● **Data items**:
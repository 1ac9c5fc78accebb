pub mod assets;
pub mod config;
pub mod error;
pub mod markers;
pub mod pacing;
pub mod runner;
pub mod session;

pub use assets::{AssetPollConfig, AssetStore};
pub use config::{EngineConfig, DEFAULT_SYSTEM_INSTRUCTION};
pub use error::{AssetError, EngineError, TurnError};
pub use markers::{HardBlock, HardBlockMarkers};
pub use pacing::PacingPolicy;
pub use runner::{JobRunner, RunReport, RunState};
pub use session::{ConversationSession, TurnFragment};
use std::path::PathBuf;

use anyhow::{anyhow, Context, Result};
use secrecy::SecretString;

use tome_core::context::GenerationOptions;
use tome_engine::config::EngineConfig;
use tome_engine::pacing::PacingPolicy;
use tome_llm::gemini::DEFAULT_MODEL;

pub const DEFAULT_PORT: u16 = 9092;

/// Process configuration, read from `TOME_*` environment variables.
pub struct AppConfig {
    pub api_key: Option<SecretString>,
    pub model: String,
    pub data_dir: PathBuf,
    pub jobs_root: PathBuf,
    pub port: u16,
    pub temperature: f64,
    pub pacing: PacingPolicy,
    pub streaming: bool,
}

impl AppConfig {
    pub fn from_env() -> Result<Self> {
        Self::from_lookup(|key| std::env::var(key).ok())
    }

    pub fn from_lookup(get: impl Fn(&str) -> Option<String>) -> Result<Self> {
        let var = |key: &str| get(key).filter(|v| !v.trim().is_empty());

        let data_dir = var("TOME_DATA_DIR")
            .map(PathBuf::from)
            .unwrap_or_else(|| home_dir().join(".tome"));
        let jobs_root = var("TOME_JOBS_ROOT")
            .map(PathBuf::from)
            .unwrap_or_else(|| data_dir.join("jobs"));

        let port = match var("TOME_PORT") {
            Some(raw) => raw.parse().with_context(|| format!("TOME_PORT={raw}"))?,
            None => DEFAULT_PORT,
        };
        let temperature = match var("TOME_TEMPERATURE") {
            Some(raw) => raw.parse().with_context(|| format!("TOME_TEMPERATURE={raw}"))?,
            None => 1.0,
        };
        let pacing = match var("TOME_PACING") {
            Some(raw) => raw.parse().map_err(|e: String| anyhow!("TOME_PACING: {e}"))?,
            None => PacingPolicy::default(),
        };
        let streaming = match var("TOME_STREAMING") {
            Some(raw) => parse_bool(&raw).with_context(|| format!("TOME_STREAMING={raw}"))?,
            None => true,
        };

        Ok(Self {
            api_key: var("GOOGLE_API_KEY").map(SecretString::from),
            model: var("TOME_MODEL").unwrap_or_else(|| DEFAULT_MODEL.to_string()),
            data_dir,
            jobs_root,
            port,
            temperature,
            pacing,
            streaming,
        })
    }

    pub fn db_path(&self) -> PathBuf {
        self.data_dir.join("tome.db")
    }

    pub fn log_db_path(&self) -> PathBuf {
        self.data_dir.join("logs.db")
    }

    pub fn require_api_key(&self) -> Result<SecretString> {
        self.api_key
            .clone()
            .ok_or_else(|| anyhow!("GOOGLE_API_KEY is not set"))
    }

    pub fn engine_config(&self) -> EngineConfig {
        EngineConfig {
            options: GenerationOptions {
                temperature: Some(self.temperature),
                max_output_tokens: None,
            },
            pacing: self.pacing.clone(),
            streaming: self.streaming,
            ..EngineConfig::default()
        }
    }
}

fn parse_bool(raw: &str) -> Result<bool> {
    match raw.trim().to_ascii_lowercase().as_str() {
        "1" | "true" | "yes" | "on" => Ok(true),
        "0" | "false" | "no" | "off" => Ok(false),
        other => Err(anyhow!("expected a boolean, got {other:?}")),
    }
}

fn home_dir() -> PathBuf {
    std::env::var("HOME")
        .map(PathBuf::from)
        .unwrap_or_else(|_| PathBuf::from("/tmp"))
}
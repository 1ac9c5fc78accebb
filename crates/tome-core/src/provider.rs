use std::path::Path;
use std::pin::Pin;

use async_trait::async_trait;
use futures::Stream;

use crate::asset::AssetRef;
use crate::context::GenerationContext;
use crate::errors::ProviderError;
use crate::stream::StreamEvent;

pub type EventStream = Pin<Box<dyn Stream<Item = StreamEvent> + Send>>;

/// A complete, buffered response.
#[derive(Clone, Debug, PartialEq, Eq)]
pub struct Generation {
    pub text: String,
    pub finish_reason: Option<String>,
}

/// A remote content-generation endpoint. Content-policy refusals surface as
/// `ProviderError::ContentBlocked`.
#[async_trait]
pub trait ContentProvider: Send + Sync {
    fn name(&self) -> &str;
    fn model(&self) -> &str;

    async fn generate(&self, context: &GenerationContext) -> Result<Generation, ProviderError>;

    async fn stream(&self, context: &GenerationContext) -> Result<EventStream, ProviderError>;
}

/// Remote asset index and upload endpoint.
#[async_trait]
pub trait AssetBackend: Send + Sync {
    /// Every asset currently known to the remote index.
    async fn list(&self) -> Result<Vec<AssetRef>, ProviderError>;

    /// Submit a new upload tagged with `logical_name`. The returned reference
    /// is usually still `Pending`.
    async fn upload(
        &self,
        path: &Path,
        logical_name: &str,
        mime_type: &str,
    ) -> Result<AssetRef, ProviderError>;

    /// Current state of one asset.
    async fn get(&self, remote_id: &str) -> Result<AssetRef, ProviderError>;
}
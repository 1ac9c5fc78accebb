pub mod artifacts;
pub mod database;
pub mod error;
pub mod jobs;
pub mod row_helpers;
pub mod runs;
pub mod schema;

pub use artifacts::{load_history, ArtifactStore, TranscriptEntry};
pub use database::Database;
pub use error::StoreError;
pub use jobs::{import_job_dir, validate_job_dir, JobRepo, JobSummary};
pub use runs::{RunRepo, RunRow};
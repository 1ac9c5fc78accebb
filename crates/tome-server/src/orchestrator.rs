//! Run orchestrator: starts job runs in the background and tracks them by
//! correlation token so they can be cancelled.

use std::sync::Arc;
use std::time::Instant;

use async_trait::async_trait;
use dashmap::mapref::entry::Entry;
use dashmap::DashMap;
use tokio_util::sync::CancellationToken;

use tome_core::ids::{CorrelationToken, JobId};
use tome_engine::error::EngineError;
use tome_engine::runner::JobRunner;
use tome_store::{Database, JobRepo, RunRepo, StoreError};

/// Trait for orchestrating job runs.
#[async_trait]
pub trait RunOrchestrator: Send + Sync {
    /// Start a run of `job_id`; returns once the run is accepted.
    async fn start(&self, job_id: JobId) -> Result<CorrelationToken, EngineError>;
    /// Request cancellation. `false` if no such run is active.
    fn cancel(&self, token: &CorrelationToken) -> bool;
    fn is_running(&self, token: &CorrelationToken) -> bool;
    fn active_count(&self) -> usize;
    fn cancel_all(&self) -> usize;
}

struct ActiveRun {
    cancel: CancellationToken,
    _started_at: Instant,
}

/// Releases a job's claim when the run task ends, even by unwinding.
struct RunClaim {
    job_id: JobId,
    token: CorrelationToken,
    active_jobs: Arc<DashMap<JobId, CorrelationToken>>,
    active_runs: Arc<DashMap<CorrelationToken, ActiveRun>>,
}

impl Drop for RunClaim {
    fn drop(&mut self) {
        self.active_runs.remove(&self.token);
        self.active_jobs.remove_if(&self.job_id, |_, token| *token == self.token);
    }
}

/// Production orchestrator backed by `JobRunner`.
pub struct EngineOrchestrator {
    runner: Arc<JobRunner>,
    db: Database,
    active_jobs: Arc<DashMap<JobId, CorrelationToken>>,
    active_runs: Arc<DashMap<CorrelationToken, ActiveRun>>,
}

impl EngineOrchestrator {
    pub fn new(runner: Arc<JobRunner>, db: Database) -> Self {
        Self {
            runner,
            db,
            active_jobs: Arc::new(DashMap::new()),
            active_runs: Arc::new(DashMap::new()),
        }
    }

    /// Claim `job_id` for a new run. Two runs of one job would interleave
    /// writes to its Response dir.
    fn claim(&self, job_id: JobId) -> Result<RunClaim, EngineError> {
        let token = match self.active_jobs.entry(job_id) {
            Entry::Occupied(_) => return Err(EngineError::AlreadyRunning(job_id)),
            Entry::Vacant(slot) => slot.insert(CorrelationToken::new()).value().clone(),
        };
        Ok(RunClaim {
            job_id,
            token,
            active_jobs: Arc::clone(&self.active_jobs),
            active_runs: Arc::clone(&self.active_runs),
        })
    }
}

#[async_trait]
impl RunOrchestrator for EngineOrchestrator {
    async fn start(&self, job_id: JobId) -> Result<CorrelationToken, EngineError> {
        let claim = self.claim(job_id)?;
        let job = JobRepo::new(self.db.clone()).get(job_id).map_err(|e| match e {
            StoreError::NotFound(_) => EngineError::JobNotFound(job_id),
            other => other.into(),
        })?;

        let token = claim.token.clone();
        let cancel = CancellationToken::new();
        self.active_runs.insert(
            token.clone(),
            ActiveRun {
                cancel: cancel.clone(),
                _started_at: Instant::now(),
            },
        );

        let runner = Arc::clone(&self.runner);
        let runs = RunRepo::new(self.db.clone());

        tokio::spawn(async move {
            let run_token = claim.token.clone();
            let report = runner.run(&job, run_token.clone(), &cancel).await;
            match runs.record(&report.result, &report.persisted) {
                Ok(row) => tracing::info!(
                    token = %run_token,
                    job_id = %job_id,
                    outcome = row.outcome.as_str(),
                    "run recorded"
                ),
                Err(e) => tracing::error!(token = %run_token, error = %e, "failed to record run"),
            }
            drop(claim);
        });

        Ok(token)
    }

    fn cancel(&self, token: &CorrelationToken) -> bool {
        match self.active_runs.get(token) {
            Some(run) => {
                run.cancel.cancel();
                true
            }
            None => false,
        }
    }

    fn is_running(&self, token: &CorrelationToken) -> bool {
        self.active_runs.contains_key(token)
    }

    fn active_count(&self) -> usize {
        self.active_runs.len()
    }

    fn cancel_all(&self) -> usize {
        for entry in self.active_runs.iter() {
            entry.value().cancel.cancel();
        }
        self.active_runs.len()
    }
}

#[cfg(test)]
pub mod tests {
    use super::*;
    use std::time::Duration;

    use tokio::sync::broadcast;
    use tome_core::events::RunEvent;
    use tome_core::job::{Job, JobItem};
    use tome_core::run::{PersistError, PersistedRun, RunOutcome, RunResult, RunSink};
    use tome_engine::config::EngineConfig;
    use tome_engine::pacing::PacingPolicy;
    use tome_llm::mock::{MockAssetBackend, MockProvider, MockResponse};

    pub fn make_runner(
        responses: Vec<MockResponse>,
        event_tx: broadcast::Sender<RunEvent>,
    ) -> JobRunner {
        let config = EngineConfig {
            pacing: PacingPolicy::None,
            ..EngineConfig::default()
        };
        JobRunner::new(
            Arc::new(MockProvider::new(responses)),
            Arc::new(MockAssetBackend::new()),
            config,
            event_tx,
        )
    }

    async fn wait_for_done(rx: &mut broadcast::Receiver<RunEvent>) -> RunEvent {
        loop {
            let event = rx.recv().await.unwrap();
            if event.is_done() {
                return event;
            }
        }
    }

    async fn wait_until_idle(orchestrator: &EngineOrchestrator) {
        for _ in 0..200 {
            if orchestrator.active_count() == 0 {
                return;
            }
            tokio::time::sleep(Duration::from_millis(5)).await;
        }
        panic!("run never finished");
    }

    #[tokio::test]
    async fn run_is_recorded_after_completion() {
        let db = Database::in_memory().unwrap();
        let job_id = JobRepo::new(db.clone())
            .save(&Job::new("novel", vec![JobItem::text("write")]))
            .unwrap();
        let (tx, mut rx) = broadcast::channel(64);
        let orchestrator =
            EngineOrchestrator::new(Arc::new(make_runner(vec![MockResponse::text("chapter")], tx)), db.clone());

        let token = orchestrator.start(job_id).await.unwrap();
        let done = wait_for_done(&mut rx).await;
        assert_eq!(done.token(), &token);
        wait_until_idle(&orchestrator).await;

        let row = RunRepo::new(db).get(&token).unwrap();
        assert_eq!(row.outcome, RunOutcome::Completed);
        assert_eq!(row.successful_turns, 1);
        assert!(!orchestrator.is_running(&token));
    }

    struct PanickingSink;

    impl RunSink for PanickingSink {
        fn persist(&self, _result: &RunResult) -> Result<PersistedRun, PersistError> {
            panic!("disk vanished");
        }
    }

    #[tokio::test]
    async fn panicking_run_releases_its_job() {
        let db = Database::in_memory().unwrap();
        let job_id = JobRepo::new(db.clone())
            .save(&Job::new("novel", vec![JobItem::text("write")]))
            .unwrap();
        let (tx, mut rx) = broadcast::channel(64);
        let runner = make_runner(
            vec![MockResponse::text("one"), MockResponse::text("two")],
            tx,
        )
        .with_sink(Arc::new(PanickingSink));
        let orchestrator = EngineOrchestrator::new(Arc::new(runner), db.clone());

        let token = orchestrator.start(job_id).await.unwrap();
        match wait_for_done(&mut rx).await {
            RunEvent::Done { outcome, .. } => assert_eq!(outcome, RunOutcome::Errored),
            other => panic!("expected done, got {other:?}"),
        }
        wait_until_idle(&orchestrator).await;
        assert_eq!(RunRepo::new(db).get(&token).unwrap().outcome, RunOutcome::Errored);

        let again = orchestrator.start(job_id).await.unwrap();
        assert_ne!(again, token);
    }

    #[tokio::test(flavor = "multi_thread", worker_threads = 4)]
    async fn concurrent_starts_claim_job_once() {
        let db = Database::in_memory().unwrap();
        let job_id = JobRepo::new(db.clone())
            .save(&Job::new("novel", vec![JobItem::text("write")]))
            .unwrap();
        let (tx, _rx) = broadcast::channel(64);
        let responses = vec![MockResponse::delayed(
            Duration::from_secs(30),
            MockResponse::text("slow"),
        )];
        let orchestrator = Arc::new(EngineOrchestrator::new(
            Arc::new(make_runner(responses, tx)),
            db,
        ));

        let attempts: Vec<_> = (0..8)
            .map(|_| {
                let orchestrator = Arc::clone(&orchestrator);
                tokio::spawn(async move { orchestrator.start(job_id).await })
            })
            .collect();
        let mut started = 0;
        for attempt in attempts {
            match attempt.await.unwrap() {
                Ok(_) => started += 1,
                Err(e) => assert!(matches!(e, EngineError::AlreadyRunning(_))),
            }
        }
        assert_eq!(started, 1);
        assert_eq!(orchestrator.active_count(), 1);
        orchestrator.cancel_all();
    }

    #[tokio::test]
    async fn missing_job_is_rejected() {
        let db = Database::in_memory().unwrap();
        let (tx, _rx) = broadcast::channel(16);
        let orchestrator = EngineOrchestrator::new(Arc::new(make_runner(vec![], tx)), db);

        let err = orchestrator.start(JobId(42)).await.unwrap_err();
        assert!(matches!(err, EngineError::JobNotFound(JobId(42))));
        assert_eq!(orchestrator.active_count(), 0);
        assert!(matches!(
            orchestrator.start(JobId(42)).await,
            Err(EngineError::JobNotFound(_))
        ));
    }

    #[tokio::test]
    async fn cancel_aborts_active_run() {
        let db = Database::in_memory().unwrap();
        let job_id = JobRepo::new(db.clone())
            .save(&Job::new("novel", vec![JobItem::text("a"), JobItem::text("b")]))
            .unwrap();
        let (tx, mut rx) = broadcast::channel(64);
        let responses = vec![MockResponse::delayed(
            Duration::from_secs(30),
            MockResponse::text("too late"),
        )];
        let orchestrator = EngineOrchestrator::new(Arc::new(make_runner(responses, tx)), db.clone());

        let token = orchestrator.start(job_id).await.unwrap();
        assert!(orchestrator.is_running(&token));
        assert!(matches!(
            orchestrator.start(job_id).await,
            Err(EngineError::AlreadyRunning(_))
        ));

        assert!(orchestrator.cancel(&token));
        match wait_for_done(&mut rx).await {
            RunEvent::Done { outcome, .. } => assert_eq!(outcome, RunOutcome::Aborted),
            other => panic!("expected done, got {other:?}"),
        }
        wait_until_idle(&orchestrator).await;
        assert!(!orchestrator.cancel(&token));
    }
}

● **WHAT YOU SHOULD DO**: Return each full line of the entries that contains the word "RunOutcome".

● **REPLY**:
    use tome_core::run::{PersistError, PersistedRun, RunOutcome, RunResult, RunSink};
        assert_eq!(row.outcome, RunOutcome::Completed);
            RunEvent::Done { outcome, .. } => assert_eq!(outcome, RunOutcome::Errored),
        assert_eq!(RunRepo::new(db).get(&token).unwrap().outcome, RunOutcome::Errored);
            RunEvent::Done { outcome, .. } => assert_eq!(outcome, RunOutcome::Aborted),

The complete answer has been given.